● Task directions
What is needed is a word-for-word restatement of all the entries.

Start of Input data

//! Database lifecycle management for Aurum.
//!
//! Provides migration running, status checking, and demo catalog seeding.

mod init;

pub use init::init_demo_catalog;

use sqlx::{PgPool, Row};
use tracing::{info, warn};

/// Result type for DB operations.
pub type Result<T> = std::result::Result<T, anyhow::Error>;

/// Run all pending migrations.
///
/// Uses sqlx migrations from the workspace `migrations/` directory.
/// Idempotent: safe to run multiple times.
pub async fn migrate(pool: &PgPool) -> Result<()> {
    info!("Running database migrations...");

    sqlx::migrate!("../migrations").run(pool).await?;

    info!("Migrations completed successfully");
    Ok(())
}

/// Check database connectivity and migration status.
///
/// Prints current migration version and any pending migrations.
pub async fn status(pool: &PgPool) -> Result<()> {
    // Check connectivity
    let result: i64 = sqlx::query_scalar("SELECT 1").fetch_one(pool).await?;

    if result != 1 {
        return Err(anyhow::anyhow!("Database connectivity check failed"));
    }

    info!("Database connectivity: OK");

    // Check migration status using runtime query (sqlx::query! requires DB at compile time)
    let rows = sqlx::query(
        r#"
        SELECT version, description, installed_on, success
        FROM _sqlx_migrations
        ORDER BY version DESC
        LIMIT 10
        "#,
    )
    .fetch_all(pool)
    .await;

    match rows {
        Ok(migs) if !migs.is_empty() => {
            info!("Latest migrations:");
            for mig in migs {
                let version: i64 = mig.get("version");
                let description: String = mig.get("description");
                let success: Option<bool> = mig.get("success");

                let status = if success.unwrap_or(true) { "✓" } else { "✗" };
                info!("  {} v{}: {}", status, version, description);
            }
        },
        Ok(_) => {
            warn!("No migrations found in database (run `aurumd db migrate` first)");
        },
        Err(e) => {
            // Table might not exist yet
            if e.to_string().contains("_sqlx_migrations") {
                warn!("Migration table not found (run `aurumd db migrate` first)");
            } else {
                return Err(e.into());
            }
        },
    }

    Ok(())
}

End of Input data

● Final answer
//! Database lifecycle management for Aurum.
//!
//! Provides migration running, status checking, and demo catalog seeding.

mod init;

pub use init::init_demo_catalog;

use sqlx::{PgPool, Row};
use tracing::{info, warn};

/// Result type for DB operations.
pub type Result<T> = std::result::Result<T, anyhow::Error>;

/// Run all pending migrations.
///
/// Uses sqlx migrations from the workspace `migrations/` directory.
/// Idempotent: safe to run multiple times.
pub async fn migrate(pool: &PgPool) -> Result<()> {
    info!("Running database migrations...");

    sqlx::migrate!("../migrations").run(pool).await?;

    info!("Migrations completed successfully");
    Ok(())
}

/// Check database connectivity and migration status.
///
/// Prints current migration version and any pending migrations.
pub async fn status(pool: &PgPool) -> Result<()> {
    // Check connectivity
    let result: i64 = sqlx::query_scalar("SELECT 1").fetch_one(pool).await?;

    if result != 1 {
        return Err(anyhow::anyhow!("Database connectivity check failed"));
    }

    info!("Database connectivity: OK");

    // Check migration status using runtime query (sqlx::query! requires DB at compile time)
    let rows = sqlx::query(
        r#"
        SELECT version, description, installed_on, success
        FROM _sqlx_migrations
        ORDER BY version DESC
        LIMIT 10
        "#,
    )
    .fetch_all(pool)
    .await;

    match rows {
        Ok(migs) if !migs.is_empty() => {
            info!("Latest migrations:");
            for mig in migs {
                let version: i64 = mig.get("version");
                let description: String = mig.get("description");
                let success: Option<bool> = mig.get("success");

                let status = if success.unwrap_or(true) { "✓" } else { "✗" };
                info!("  {} v{}: {}", status, version, description);
            }
        },
        Ok(_) => {
            warn!("No migrations found in database (run `aurumd db migrate` first)");
        },
        Err(e) => {
            // Table might not exist yet
            if e.to_string().contains("_sqlx_migrations") {
                warn!("Migration table not found (run `aurumd db migrate` first)");
            } else {
                return Err(e.into());
            }
        },
    }

    Ok(())
}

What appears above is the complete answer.